What kind of a "reckoning"? Webster's defines "reckoning" in several ways, but I'm referring to the biblical definition of "reckoning."
"A reckoning can also mean a time of reckoning with past actions or a future judgment, often used in a religious context."
Indeed, an old-fashioned, rack-and-ruin plague was visited on the world. A large part of that plague was a disease, a cytokine storm that attacked the heart and lungs, killing 7 million people.
But tens of millions more individuals were harmed by a plague of incompetence, mismanagement, misinformation (deliberate and otherwise), and a grasping for power and control that visits all major world events as small men and women look to aggrandize themselves.
Some of those small men and women are scientists who gave up the search for truth in order to curry favor with politicians. “We were badly misled about the event that changed our lives," reads the New York Times headline on Princeton professor Zeynep Tufekci’s March 16 op-ed.
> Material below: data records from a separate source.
// Copyright (C) 2026 Fred Clausen
// Use of this source code is governed by an MIT-style
// license that can be found in the LICENSE file or at
// https://opensource.org/licenses/MIT.

use contest_vote_persistence::Persistence;

use crate::{
    AdminVoteRequest, ApiError, ContestResponse, ParticipantResponse, ParticipantResultResponse,
    RecordVoteRequest, VoteResponse, add_admin_vote, evict_participant, get_results, record_vote,
};

use super::helpers::{
    create_test_contest, create_test_participant, create_test_persistence, vote_request,
};

fn setup() -> (Persistence, ContestResponse, ParticipantResponse, ParticipantResponse) {
    let mut persistence: Persistence = create_test_persistence();
    let contest: ContestResponse = create_test_contest(&mut persistence);
    let a: ParticipantResponse =
        create_test_participant(&mut persistence, &contest, "a@example.com");
    let b: ParticipantResponse =
        create_test_participant(&mut persistence, &contest, "b@example.com");
    (persistence, contest, a, b)
}

#[test]
fn test_record_vote_returns_stored_vote() {
    let (mut persistence, contest, a, _b) = setup();

    let vote: VoteResponse = record_vote(
        &mut persistence,
        &contest.id.to_string(),
        &vote_request(&a.code_name, 5, Some("PAY-001")),
    )
    .unwrap();

    assert_eq!(vote.contest_id, contest.id);
    assert_eq!(vote.participant_id, a.id);
    assert_eq!(vote.vote_count, 5);
    assert_eq!(vote.payment_reference.as_deref(), Some("PAY-001"));
}

#[test]
fn test_blank_payment_reference_is_stored_as_none() {
    let (mut persistence, contest, a, _b) = setup();
    let contest_id: String = contest.id.to_string();

    let first: VoteResponse =
        record_vote(&mut persistence, &contest_id, &vote_request(&a.code_name, 1, Some(" ")))
            .unwrap();
    let second: VoteResponse =
        record_vote(&mut persistence, &contest_id, &vote_request(&a.code_name, 2, Some("")))
            .unwrap();

    assert_eq!(first.payment_reference, None);
    assert_eq!(second.payment_reference, None);
}

#[test]
fn test_results_total_votes_per_participant() {
    let (mut persistence, contest, a, b) = setup();
    let contest_id: String = contest.id.to_string();

    record_vote(&mut persistence, &contest_id, &vote_request(&a.code_name, 5, Some("T-1"))).unwrap();
    record_vote(&mut persistence, &contest_id, &vote_request(&a.code_name, 2, Some("T-2"))).unwrap();
    record_vote(&mut persistence, &contest_id, &vote_request(&b.code_name, 1, None)).unwrap();

    let results: Vec<ParticipantResultResponse> =
        get_results(&mut persistence, &contest_id).unwrap();
    assert_eq!(results.len(), 2);
    let total_for = |code: &str| {
        results
            .iter()
            .find(|r| r.code_name == code)
            .map(|r| r.total_votes)
    };
    assert_eq!(total_for(&a.code_name), Some(7));
    assert_eq!(total_for(&b.code_name), Some(1));
}

#[test]
fn test_duplicate_payment_reference_is_conflict() {
    let (mut persistence, contest, a, b) = setup();
    let contest_id: String = contest.id.to_string();
    record_vote(&mut persistence, &contest_id, &vote_request(&a.code_name, 5, Some("T-1"))).unwrap();

    let result: Result<VoteResponse, ApiError> =
        record_vote(&mut persistence, &contest_id, &vote_request(&b.code_name, 5, Some("T-1")));
    assert!(matches!(
        result,
        Err(ApiError::Conflict { ref rule, .. }) if rule == "unique_payment_reference"
    ));
}

#[test]
fn test_vote_for_evicted_participant_is_conflict() {
    let (mut persistence, contest, a, _b) = setup();
    evict_participant(&mut persistence, &a.code_name).unwrap();

    let result: Result<VoteResponse, ApiError> = record_vote(
        &mut persistence,
        &contest.id.to_string(),
        &vote_request(&a.code_name, 1, None),
    );
    assert!(matches!(
        result,
        Err(ApiError::Conflict { ref rule, .. }) if rule == "participant_evicted"
    ));
}

#[test]
fn test_record_vote_validates_request_fields() {
    let (mut persistence, contest, a, _b) = setup();
    let contest_id: String = contest.id.to_string();

    let zero: Result<VoteResponse, ApiError> =
        record_vote(&mut persistence, &contest_id, &vote_request(&a.code_name, 0, None));
    assert!(matches!(
        zero,
        Err(ApiError::InvalidInput { ref field, .. }) if field == "voteCount"
    ));

    let bad_email: RecordVoteRequest = RecordVoteRequest {
        email: Some(String::from("fan-at-example")),
        ..vote_request(&a.code_name, 1, None)
    };
    let result: Result<VoteResponse, ApiError> =
        record_vote(&mut persistence, &contest_id, &bad_email);
    assert!(matches!(
        result,
        Err(ApiError::InvalidInput { ref field, .. }) if field == "email"
    ));

    let no_voter: RecordVoteRequest = RecordVoteRequest {
        voter_name: String::from(" "),
        ..vote_request(&a.code_name, 1, None)
    };
    let result: Result<VoteResponse, ApiError> =
        record_vote(&mut persistence, &contest_id, &no_voter);
    assert!(matches!(
        result,
        Err(ApiError::InvalidInput { ref field, .. }) if field == "voterName"
    ));
}

#[test]
fn test_vote_for_unknown_code_name_is_not_found() {
    let (mut persistence, contest, _a, _b) = setup();
    let result: Result<VoteResponse, ApiError> = record_vote(
        &mut persistence,
        &contest.id.to_string(),
        &vote_request("CW777", 1, None),
    );
    assert!(matches!(
        result,
        Err(ApiError::ResourceNotFound { ref resource_type, .. }) if resource_type == "Participant"
    ));
}

#[test]
fn test_admin_vote_uses_synthesized_reference() {
    let (mut persistence, contest, a, _b) = setup();
    let request: AdminVoteRequest = AdminVoteRequest {
        vote_count: 10,
        voter_name: Some(String::from("Ops")),
    };

    let vote: VoteResponse =
        add_admin_vote(&mut persistence, &contest.id.to_string(), &a.code_name, &request).unwrap();
    assert_eq!(vote.voter_name, "Ops");
    assert!(vote.payment_reference.unwrap().starts_with("VOTE_"));
}

#[test]
fn test_results_for_missing_contest_is_not_found() {
    let mut persistence: Persistence = create_test_persistence();
    let result: Result<Vec<ParticipantResultResponse>, ApiError> =
        get_results(&mut persistence, "12");
    assert!(matches!(result, Err(ApiError::ResourceNotFound { .. })));
}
She wrote about the effort five years ago by the scientific community to stand behind Peter Daszak's EcoHealth Alliance, which lost a grant because it was going to perform gain-of-function research on bats at the same Wuhan lab from which a growing consensus of scientists now believe COVID-19 leaked.
When The Lancet published a letter signed by dozens of researchers and scientists claiming there was no chance that the COVID pandemic could have been the result of a lab leak, every major media outlet picked up the thread that only kooks and crazies believed that a lab leak started the pandemic. Even as scientific evidence began to accumulate that it wasn't only crackpots who believed the lab leak theory was possible, the media stuck with the notion that anyone who thought it possible was a kook. Some media still do.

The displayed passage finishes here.